Sharrow in Culver City
Even Culver City has sharrows….

Nearer home, I ride on the 4th Street or Fountain Avenue sharrows several times a week. Not only do those streets feel more comfortable than they did pre-sharrowing, they actually are–LADOT, who gets so much wrong, got the procedure on those pilot programs right, and did before and after tests that showed drivers giving cyclists more room when passing them on sharrowed streets.

And golly gee, motorists still drive there too. No one has pried their cold dead fingers from the steering wheel.

In other words, Beverly Hills is surrounded by cities where sharrows have been installed and are working as advertised. Cities where BH residents drive all the time.

The only problem with sharrows is that there aren’t enough of them. And there is no reason that the stencils and paint shouldn’t be deployed to every street in every city. No need for outreach or an EIR, either. Because sharrows don’t change anything–except awareness. Sharrows simply reiterate laws regarding the right of cyclists to occupy the right-hand lane of any street, boulevard, avenue, or road, and most highways. Laws that have been in effect for over eighty years. Laws which motorists either ignore or wilfully flout by crowding and harassing cyclists on the road.

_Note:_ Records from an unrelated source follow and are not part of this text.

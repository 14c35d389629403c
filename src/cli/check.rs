use super::{CliConfig, load_engine};
use anyhow::Result;
use clap::Args;
use colored::Colorize;

#[derive(Args, Debug)]
pub struct CheckCommand {}

impl CheckCommand {
    pub async fn execute(self, config: CliConfig) -> Result<()> {
        let engine = load_engine(&config).await?;
        println!("{}", "Checking for updates...".cyan());

        let report = engine.poller().tick().await?;
        let current = report.current.as_deref().unwrap_or("unknown");
        if report.update_available {
            println!("{}", format!("Update available: {current} -> {}", report.candidate).green());
            println!("Run `steward request` to install it");
        } else {
            println!("{}", format!("Up to date ({current})").green());
        }
        Ok(())
    }
}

Maybe Beverly Hills wants to maintain itself as a preserve for scofflaw drivers, and tell its Range Rover pilots that it’s okay to be arrogant and hog the roads they haven’t even paid for.

Well, you can lead a horse, or any portion thereof, to water, but….

So let Beverly Hills be the secure homeland of intractable traffic jams if it insists, for now. But let it rain sharrows everywhere else! Especially in LA.

We shouldn’t need them, but we shouldn’t need cops or courts or door locks either. People are self-centered, and sharrows remind them…well…to share. As they should out of common decency–and as the law requires.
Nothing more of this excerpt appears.